Experts: Poverty is a key factor keeping young people out of the labor market

21.10.2022

EXPERTS: POVERTY IS A KEY FACTOR KEEPING YOUNG PEOPLE OUT OF THE LABOR MARKET

Poverty plays a key role in keeping young people in Bulgaria out of the labor market and education, writes an analysis by the Institute for Market Economy. The report of the Institute for Market Economy aims to build the profile of young people in Bulgaria who are neither working nor studying (NEETs).

Unsurprisingly, inactive youth themselves are low-income, but the majority of them live in poor households, creating significant barriers to their activation. The observation is similar in the income distribution - while the working or studying youth follow the income structure of the population as a whole, the inactive ones are close to and below the poverty line.

Bulgaria is among the five countries with the highest share of NEETs in the European Union, which is why there is apparently a need to refocus policies towards them, according to the Institute for Market Economy.

The most important factor that separates active from inactive youth is education – among NEETs there is a much higher proportion of those with primary and lower education, which blocks their access to the labor market.

As the trend is towards increasing the demand for highly educated specialists even for many of the jobs in agriculture and the low segments of industry, we can claim that the realization of the labor market of people with low education will become more and more difficult, it is written in the report.

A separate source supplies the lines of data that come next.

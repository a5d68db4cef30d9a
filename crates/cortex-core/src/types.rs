//! Core data model: code chunks, persisted index schema, change events
//!
//! A [`CodeChunk`] is the atomic indexed unit. Chunks are produced by the
//! chunker, embedded by the worker pool, held in the vector store and
//! serialized into the persisted index. All enums carry string tags only at
//! the JSON boundary; in-memory they are closed variants.

use std::collections::BTreeMap;
use std::path::PathBuf;
use std::time::{SystemTime, UNIX_EPOCH};

use serde::{Deserialize, Serialize};
use sha2::{Digest, Sha256};

/// Version of the persisted index schema. Readers reject anything else.
pub const SCHEMA_VERSION: u32 = 2;

/// Program version stamped into saved indexes.
pub const PROGRAM_VERSION: &str = env!("CARGO_PKG_VERSION");

/// Milliseconds since the Unix epoch.
pub fn now_ms() -> u64 {
    SystemTime::now()
        .duration_since(UNIX_EPOCH)
        .map(|d| d.as_millis() as u64)
        .unwrap_or(0)
}

// ============================================================================
// Chunk kinds and languages
// ============================================================================

/// Kind of a code chunk (closed set).
#[derive(Debug, Clone, Copy, PartialEq, Eq, Hash, Serialize, Deserialize, Default)]
#[serde(rename_all = "snake_case")]
pub enum ChunkKind {
    /// Function or method body
    Function,
    /// Class, struct, interface or similar container
    Class,
    /// Top-level import/export or configuration statement
    Config,
    /// Documentation (markdown sections, doc blocks)
    Documentation,
    /// Fallback for content with no recognized structure
    #[default]
    Generic,
}

impl ChunkKind {
    pub fn as_str(&self) -> &'static str {
        match self {
            ChunkKind::Function => "function",
            ChunkKind::Class => "class",
            ChunkKind::Config => "config",
            ChunkKind::Documentation => "documentation",
            ChunkKind::Generic => "generic",
        }
    }
}

/// Source language, derived from the file extension.
#[derive(Debug, Clone, Copy, PartialEq, Eq, Hash, Serialize, Deserialize, Default)]
#[serde(rename_all = "snake_case")]
pub enum Language {
    TypeScript,
    JavaScript,
    Python,
    Rust,
    Go,
    Java,
    CSharp,
    Cpp,
    C,
    Ruby,
    Php,
    Swift,
    Kotlin,
    Shell,
    Markdown,
    Json,
    Yaml,
    Toml,
    Html,
    Css,
    Sql,
    #[default]
    Unknown,
}

impl Language {
    /// Detect language from a file extension (lowercase, without dot).
    pub fn from_extension(ext: &str) -> Self {
        match ext {
            "ts" | "tsx" | "mts" | "cts" => Language::TypeScript,
            "js" | "jsx" | "mjs" | "cjs" => Language::JavaScript,
            "py" | "pyi" => Language::Python,
            "rs" => Language::Rust,
            "go" => Language::Go,
            "java" => Language::Java,
            "cs" => Language::CSharp,
            "cpp" | "cc" | "cxx" | "hpp" | "hh" => Language::Cpp,
            "c" | "h" => Language::C,
            "rb" => Language::Ruby,
            "php" => Language::Php,
            "swift" => Language::Swift,
            "kt" | "kts" => Language::Kotlin,
            "sh" | "bash" | "zsh" => Language::Shell,
            "md" | "markdown" => Language::Markdown,
            "json" => Language::Json,
            "yaml" | "yml" => Language::Yaml,
            "toml" => Language::Toml,
            "html" | "htm" => Language::Html,
            "css" | "scss" | "less" => Language::Css,
            "sql" => Language::Sql,
            _ => Language::Unknown,
        }
    }

    /// Detect language from a path's extension.
    pub fn from_path(path: &str) -> Self {
        path.rsplit('.')
            .next()
            .map(|ext| Self::from_extension(&ext.to_ascii_lowercase()))
            .unwrap_or(Language::Unknown)
    }

    /// Languages whose blocks are delimited by braces.
    pub fn is_brace_delimited(&self) -> bool {
        matches!(
            self,
            Language::TypeScript
                | Language::JavaScript
                | Language::Rust
                | Language::Go
                | Language::Java
                | Language::CSharp
                | Language::Cpp
                | Language::C
                | Language::Php
                | Language::Swift
                | Language::Kotlin
        )
    }

    /// Languages whose blocks are delimited by indentation.
    pub fn is_indent_delimited(&self) -> bool {
        matches!(self, Language::Python | Language::Ruby)
    }

    pub fn as_str(&self) -> &'static str {
        match self {
            Language::TypeScript => "typescript",
            Language::JavaScript => "javascript",
            Language::Python => "python",
            Language::Rust => "rust",
            Language::Go => "go",
            Language::Java => "java",
            Language::CSharp => "csharp",
            Language::Cpp => "cpp",
            Language::C => "c",
            Language::Ruby => "ruby",
            Language::Php => "php",
            Language::Swift => "swift",
            Language::Kotlin => "kotlin",
            Language::Shell => "shell",
            Language::Markdown => "markdown",
            Language::Json => "json",
            Language::Yaml => "yaml",
            Language::Toml => "toml",
            Language::Html => "html",
            Language::Css => "css",
            Language::Sql => "sql",
            Language::Unknown => "unknown",
        }
    }
}

// ============================================================================
// Commit metadata
// ============================================================================

/// Last-commit info attached to a chunk's file.
#[derive(Debug, Clone, PartialEq, Eq, Serialize, Deserialize)]
pub struct CommitInfo {
    pub hash: String,
    pub author: String,
    pub message: String,
    pub date: String,
}

// ============================================================================
// Code chunk
// ============================================================================

/// The atomic indexed unit: a contiguous, semantically meaningful slice of
/// a source file plus extracted metadata.
///
/// Identity is `chunk_id = "<file_path>:<start_line>"`; content identity is
/// `content_hash`, a SHA-256 over the normalized content. Two runs over
/// identical bytes produce byte-identical chunks and hashes.
#[derive(Debug, Clone, Serialize, Deserialize)]
#[serde(rename_all = "camelCase")]
pub struct CodeChunk {
    /// `"<file_path>:<start_line>"`, unique within a store
    pub chunk_id: String,
    /// SHA-256 hex of normalized content
    pub content_hash: String,
    /// Repo-relative path
    pub file_path: String,
    /// Symbol this chunk defines, when one was recognized
    #[serde(default, skip_serializing_if = "Option::is_none")]
    pub symbol_name: Option<String>,
    pub kind: ChunkKind,
    /// 1-based inclusive line span
    pub start_line: usize,
    pub end_line: usize,
    /// Raw content of the span
    pub content: String,
    #[serde(default, skip_serializing_if = "Vec::is_empty")]
    pub imports: Vec<String>,
    #[serde(default, skip_serializing_if = "Vec::is_empty")]
    pub exports: Vec<String>,
    #[serde(default, skip_serializing_if = "Vec::is_empty")]
    pub calls: Vec<String>,
    #[serde(default, skip_serializing_if = "Vec::is_empty")]
    pub called_by: Vec<String>,
    #[serde(default, skip_serializing_if = "Vec::is_empty")]
    pub data_flow: Vec<String>,
    pub language: Language,
    /// Cyclomatic proxy: count of branch and operator keywords
    #[serde(default)]
    pub complexity: u32,
    #[serde(default, skip_serializing_if = "Vec::is_empty")]
    pub co_change_files: Vec<String>,
    #[serde(default, skip_serializing_if = "Option::is_none")]
    pub last_commit: Option<CommitInfo>,
    /// Fixed-length float vector; length equals the model dimension or absent
    #[serde(default, skip_serializing_if = "Option::is_none")]
    pub embedding: Option<Vec<f32>>,
    /// Milliseconds since epoch at indexing time
    #[serde(default)]
    pub indexed_at: u64,
}

impl CodeChunk {
    /// Canonical chunk id for a path and 1-based start line.
    pub fn id_for(file_path: &str, start_line: usize) -> String {
        format!("{}:{}", file_path, start_line)
    }

    /// Stable hash of normalized content: trailing whitespace stripped per
    /// line, lines joined by `\n`.
    pub fn hash_content(content: &str) -> String {
        let normalized: Vec<&str> = content.lines().map(|l| l.trim_end()).collect();
        let mut hasher = Sha256::new();
        hasher.update(normalized.join("\n").as_bytes());
        format!("{:x}", hasher.finalize())
    }

    /// Whether the embedding slot is filled and every entry is finite.
    pub fn has_valid_embedding(&self, dimension: usize) -> bool {
        match &self.embedding {
            Some(v) => v.len() == dimension && v.iter().all(|x| x.is_finite()),
            None => false,
        }
    }

    /// Rough token count for budget accounting (chars / 4).
    pub fn estimated_tokens(&self) -> usize {
        self.content.len() / 4
    }
}

// ============================================================================
// Persisted index
// ============================================================================

/// Embedding model descriptor persisted alongside the chunks.
#[derive(Debug, Clone, PartialEq, Eq, Serialize, Deserialize)]
pub struct ModelInfo {
    pub name: String,
    pub dimension: usize,
    pub tokenizer: String,
}

/// Metadata block of a persisted index.
#[derive(Debug, Clone, Serialize, Deserialize)]
#[serde(rename_all = "camelCase")]
pub struct IndexMetadata {
    pub total_chunks: usize,
    /// Milliseconds since epoch of the last successful indexing run
    pub last_indexed: u64,
    /// Model name, kept for quick compatibility checks
    pub embedding_model: String,
    #[serde(default, skip_serializing_if = "Option::is_none")]
    pub model_info: Option<ModelInfo>,
}

/// On-disk form of the vector index.
///
/// Invariants enforced on load: `schema_version` matches the current reader,
/// `metadata.total_chunks == chunks.len()`, file-hash keys are a subset of
/// the file paths referenced by chunks.
#[derive(Debug, Clone, Serialize, Deserialize)]
#[serde(rename_all = "camelCase")]
pub struct PersistedIndex {
    pub version: String,
    pub schema_version: u32,
    /// Milliseconds since epoch at write time
    pub timestamp: u64,
    pub repository_path: String,
    /// Commit hash the index was built at, when the repo is a git work tree
    #[serde(default, skip_serializing_if = "Option::is_none")]
    pub commit_hash: Option<String>,
    pub chunks: Vec<CodeChunk>,
    /// `file_path -> content_hash` of the whole file's chunk concatenation
    #[serde(default, skip_serializing_if = "BTreeMap::is_empty")]
    pub file_hashes: BTreeMap<String, String>,
    pub metadata: IndexMetadata,
}

impl PersistedIndex {
    /// An empty index for a repository path.
    pub fn empty(repository_path: impl Into<String>, model: &str) -> Self {
        Self {
            version: PROGRAM_VERSION.to_string(),
            schema_version: SCHEMA_VERSION,
            timestamp: now_ms(),
            repository_path: repository_path.into(),
            commit_hash: None,
            chunks: Vec::new(),
            file_hashes: BTreeMap::new(),
            metadata: IndexMetadata {
                total_chunks: 0,
                last_indexed: 0,
                embedding_model: model.to_string(),
                model_info: None,
            },
        }
    }

    pub fn is_empty(&self) -> bool {
        self.chunks.is_empty()
    }
}

// ============================================================================
// Change events
// ============================================================================

/// Filesystem event kind observed by the watcher.
#[derive(Debug, Clone, Copy, PartialEq, Eq, Hash, Serialize, Deserialize)]
#[serde(rename_all = "snake_case")]
pub enum ChangeKind {
    Add,
    Change,
    Unlink,
}

/// Priority assigned to a change event by content analysis.
///
/// Ordering is significant: `Critical` sorts above `High` and so on, and the
/// change processor drops the lowest-priority tail on overflow.
#[derive(Debug, Clone, Copy, PartialEq, Eq, PartialOrd, Ord, Hash, Serialize, Deserialize)]
#[serde(rename_all = "snake_case")]
pub enum IndexingPriority {
    Skip,
    Low,
    Medium,
    High,
    Critical,
}

impl IndexingPriority {
    /// Priority from an importance score in `[0, 100]`.
    pub fn from_importance(importance: f32) -> Self {
        if importance >= 80.0 {
            IndexingPriority::Critical
        } else if importance >= 60.0 {
            IndexingPriority::High
        } else if importance >= 35.0 {
            IndexingPriority::Medium
        } else if importance >= 15.0 {
            IndexingPriority::Low
        } else {
            IndexingPriority::Skip
        }
    }
}

/// A single change observed by the live pipeline.
#[derive(Debug, Clone)]
pub struct ChangeEvent {
    pub path: PathBuf,
    pub relative_path: String,
    pub kind: ChangeKind,
    /// Milliseconds since epoch at observation time
    pub timestamp: u64,
    pub priority: IndexingPriority,
    /// Importance score from content analysis, when analysis ran
    pub importance: f32,
    pub should_index: bool,
    pub filter_reason: Option<String>,
}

The Roma are overrepresented among the inactive youth, as among the youth of Bulgarian-Turkish origin there is a much larger share of secondary and higher education graduates. This means that solving the problem of inactive youth is related to the integration of the Roma, experts point out.

The analysis does not establish a great dependence between the state of health and non-participation in education, training and employment among Bulgarian youth - differences are present, but they are not significant. However, there are regional imbalances, with the inactive youth having a significantly larger share in the South-Central and South-East regions of the country.

The data show that housework and childcare are a brake on women's active participation in the labor market. Although a direct relationship between motherhood, care and retention outside the labor market cannot be established, inactive women live in households with significantly more children, and in general more people, which leads to the conclusion that for a significant part of them work in the home is the determining factor for inactivity, the report says.

Currently, most of the efforts to activate inactive youth fall on the Ministry of Labor and Social Policy, and in particular the Employment Agency. Part of the problems that keep young people inactive, however, are rather the competences of institutions that deal with health and education policies, or other types of social care. Therefore, closer cooperation between institutions is needed, including through data exchange and profiling of the individual needs of unemployed youth, the Institute for Market Economy recommends.

A significant proportion of inactive youth have dropped out of school after the primary and lower secondary phases, which blocks their access to higher education and limits their access to most segments of the labor market. Accordingly, placing additional emphasis on retention in school can be seen as a de facto prevention of inactivity later in life. Before the Covid-19 pandemic, measures were taken in this direction, but after the normalization of education, they should be restored and even strengthened, the report says.

The integration of inactive women needs specific measures. The importance of women's role in the family environment and childcare means that an appropriate solution for a significant number of them would be a wider advocacy of remote or part-time work. Of particular importance in some parts of the country, and especially in the capital, is access to childcare - kindergartens and nurseries, experts report.